Думал — галопом прискачут. И тут уж заведут о сотрудничестве. Ничего подобного. Спешить не стали. Дотянули до зимы. До декабря 1970-го. И лишь тогда пожаловали. Бродили по комнатам веселые, довольные. Андрей Григорьевич, специалист в области живописи (он по образованию то ли художник, то ли искусствовед) разъяснял напарнику что к чему. Тот играл в снисходительного начальника:
— Что страшного в этом искусстве? Почему Союз художников против него?
Союз, значит, против, а ЦК КПСС и КГБ — за. И не в состоянии ничего предпринять. Вспоминаю, как летом 1969 года заместитель министра культуры РСФСР здесь горестно вздыхал. Ему искренне нравились картины:
— Я бы все это показал, — негромко говорил он — но впутается отдел культуры ЦК. И выставку закроют, и меня на улицу выкинут. — И еще тише: — Вы не боитесь, если я привезу к вам Солженицына? — Чего же мне бояться? Это у вас на службе неприятности будут.
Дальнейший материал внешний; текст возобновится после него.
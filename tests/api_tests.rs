mod common;

use actix_web::http::{Method, StatusCode};
use actix_web::{App, test, web};
use std::sync::Arc;

use common::{FakeConnector, FakeDatabase, endpoint_row, fast_policy, performance_row};
use hrms_exporter::api::{self, services::AppStartTime};
use hrms_exporter::collector::CollectionPipeline;
use hrms_exporter::metrics::{ExporterMetrics, MetricsRecorder};
use hrms_exporter::source::{DataSourceAdapter, ResultRow};

struct Harness {
    pipeline: Arc<CollectionPipeline>,
    exporter_metrics: Arc<ExporterMetrics>,
}

fn harness(db: &Arc<FakeDatabase>) -> Harness {
    let exporter_metrics = Arc::new(ExporterMetrics::new().unwrap());
    let recorder: Arc<dyn MetricsRecorder> = exporter_metrics.clone();
    let adapter = DataSourceAdapter::new(FakeConnector(db.clone()), fast_policy(), recorder.clone());
    Harness {
        pipeline: Arc::new(CollectionPipeline::new(Arc::new(adapter), recorder)),
        exporter_metrics,
    }
}

macro_rules! app {
    ($harness:expr) => {
        test::init_service(
            App::new()
                .app_data(web::Data::new($harness.pipeline.clone()))
                .app_data(web::Data::new($harness.exporter_metrics.clone()))
                .app_data(web::Data::new(AppStartTime::now()))
                .configure(api::configure),
        )
        .await
    };
}

async fn scrape(db: &Arc<FakeDatabase>) -> (StatusCode, String, String) {
    let harness = harness(db);
    let app = app!(harness);
    let req = test::TestRequest::get().uri("/metrics").to_request();
    let resp = test::call_service(&app, req).await;
    let status = resp.status();
    let content_type = resp
        .headers()
        .get("content-type")
        .and_then(|v| v.to_str().ok())
        .unwrap_or_default()
        .to_string();
    let body = test::read_body(resp).await;
    (status, content_type, String::from_utf8(body.to_vec()).unwrap())
}

#[actix_rt::test]
async fn test_metrics_endpoint_exposes_samples() {
    let db = FakeDatabase::new();
    db.set_rows("performance_snapshot", vec![performance_row()]);
    db.set_rows("endpoint_performance", vec![endpoint_row("/api/v1/employees", 10.0)]);
    db.set_rows(
        "security_events",
        vec![
            ResultRow::new()
                .with("event_type", "login_failed")
                .with("event_count", 7i64),
        ],
    );

    let (status, content_type, body) = scrape(&db).await;

    assert_eq!(status, StatusCode::OK);
    assert!(content_type.starts_with("text/plain"));
    assert!(body.contains("# TYPE hrms_db_cache_hit_ratio gauge"));
    assert!(body.contains("hrms_db_cache_hit_ratio 97.5"));
    assert!(body.contains("hrms_db_connections_active 12"));
    assert!(body.contains("# TYPE hrms_security_events_total counter"));
    assert!(body.contains("hrms_security_events_total{event_type=\"login_failed\"} 7"));
    assert!(body.contains("hrms_api_endpoint_errors{endpoint=\"/api/v1/employees\",type=\"5xx\"} 1"));
    assert!(body.contains("hrms_api_endpoint_errors{endpoint=\"/api/v1/employees\",type=\"4xx\"} 2"));
    assert!(!body.contains("hrms_exporter_error"));
    // own metrics follow the collected ones
    assert!(body.contains("hrms_exporter_scrapes_total{outcome=\"success\"} 1"));
    assert!(body.contains("# TYPE hrms_exporter_uptime_seconds gauge"));
}

#[actix_rt::test]
async fn test_metrics_endpoint_reports_sentinel_on_failure() {
    let db = FakeDatabase::new();
    db.fail_always();

    let (status, _, body) = scrape(&db).await;

    assert_eq!(status, StatusCode::OK);
    assert!(body.contains("# TYPE hrms_exporter_error gauge"));
    assert!(body.contains("hrms_exporter_error 1"));
    assert!(!body.contains("hrms_db_"));
    assert!(body.contains("hrms_exporter_scrapes_total{outcome=\"error\"} 1"));
}

#[actix_rt::test]
async fn test_liveness_probe() {
    let db = FakeDatabase::new();
    db.fail_always();
    let harness = harness(&db);
    let app = app!(harness);

    let req = test::TestRequest::get().uri("/health/live").to_request();
    let resp = test::call_service(&app, req).await;
    assert_eq!(resp.status(), StatusCode::NO_CONTENT);

    let req = test::TestRequest::default()
        .method(Method::HEAD)
        .uri("/health/live")
        .to_request();
    let resp = test::call_service(&app, req).await;
    assert_eq!(resp.status(), StatusCode::NO_CONTENT);
}

#[actix_rt::test]
async fn test_readiness_probe_healthy() {
    let db = FakeDatabase::new();
    let harness = harness(&db);
    let app = app!(harness);

    let req = test::TestRequest::get().uri("/health/ready").to_request();
    let resp = test::call_service(&app, req).await;
    assert_eq!(resp.status(), StatusCode::OK);

    let body: serde_json::Value = test::read_body_json(resp).await;
    assert_eq!(body["status"], "ready");
    assert_eq!(body["database"], "healthy");
    assert!(body.get("error").is_none());
}

#[actix_rt::test]
async fn test_readiness_probe_unavailable() {
    let db = FakeDatabase::new();
    db.fail_always();
    let harness = harness(&db);
    let app = app!(harness);

    let req = test::TestRequest::get().uri("/health/ready").to_request();
    let resp = test::call_service(&app, req).await;
    assert_eq!(resp.status(), StatusCode::SERVICE_UNAVAILABLE);

    let body: serde_json::Value = test::read_body_json(resp).await;
    assert_eq!(body["status"], "unavailable");
    assert_eq!(body["database"], "unhealthy");
    assert!(body["error"].as_str().unwrap().contains("connection refused"));
}

#[actix_rt::test]
async fn test_readiness_probe_does_not_retry() {
    let db = FakeDatabase::new();
    db.fail_next_fetches(1);
    let harness = harness(&db);
    let app = app!(harness);

    let req = test::TestRequest::get().uri("/health/ready").to_request();
    let resp = test::call_service(&app, req).await;
    assert_eq!(resp.status(), StatusCode::SERVICE_UNAVAILABLE);
    assert_eq!(db.fetches(), 1);
    assert_eq!(
        harness
            .exporter_metrics
            .query_retries_total
            .with_label_values(&["ping"])
            .get(),
        0.0
    );

    let req = test::TestRequest::get().uri("/health/ready").to_request();
    let resp = test::call_service(&app, req).await;
    assert_eq!(resp.status(), StatusCode::OK);
}

#[actix_rt::test]
async fn test_index_page_links_to_metrics() {
    let db = FakeDatabase::new();
    let harness = harness(&db);
    let app = app!(harness);

    let req = test::TestRequest::get().uri("/").to_request();
    let resp = test::call_service(&app, req).await;
    assert_eq!(resp.status(), StatusCode::OK);

    let body = test::read_body(resp).await;
    let body = String::from_utf8(body.to_vec()).unwrap();
    assert!(body.contains("<a href=\"/metrics\">Metrics</a>"));
}

#[actix_rt::test]
async fn test_unknown_path_is_not_found() {
    let db = FakeDatabase::new();
    let harness = harness(&db);
    let app = app!(harness);

    let req = test::TestRequest::get().uri("/nope").to_request();
    let resp = test::call_service(&app, req).await;
    assert_eq!(resp.status(), StatusCode::NOT_FOUND);
}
Странный заместитель министра! Не случайно Руссовский так мечтал заполучить его фамилию.
Гебисты же поглазели на картины и осудили безоговорочно лишь Рабина, особенно его «Натюрморт с рыбой и «Правдой».
— Эту антисоветчину нужно снять! — безапелляционно заявил Михаил Вячеславович.
Попробовал поспорить. Дескать, покупаете вы «Правду», читаете. А потом, что с ней делаете? Вечно храните? Нет же! И заворачиваете в нее что-то, и на стол стелете, и, простите, в туалете употребляете. Вот и Рабин положил на газету селедку и поставил стакан с водкой.
Не подействовало. Гебист повел головой, как бык:
— Уберите ее лучше сами!
Насладившись живописью, Михаил Вячеславович стремится побеседовать. Внутренне ежусь. Накануне с Оскаром мы рассмотрели все возможные варианты и не отыскали ни одного утешительного. Какую-то подлость совершить от меня потребуют. Безусловно, откажусь. И все повторится заново: милиция, тунеядец… Поэтому, едва присели, бросаюсь в атаку. Сначала льщу:
— Обратился к вам в поисках справедливости…
Оба кивают.
И заканчиваю непоколебимо:
— … Стукача из меня не выйдет!
Михаил Вячеславович раскатисто хохочет:
— Кем, кем вы не можете быть? Ну и фантазия у вас! Кто же, ха-ха-ха, собирается вам, Александр Давидович, такое предлагать? Неужели мы? Давайте разговаривать серьезно. За границей картины ваших художников используются с антисоветской целью. Это надо пресечь. Каким образом?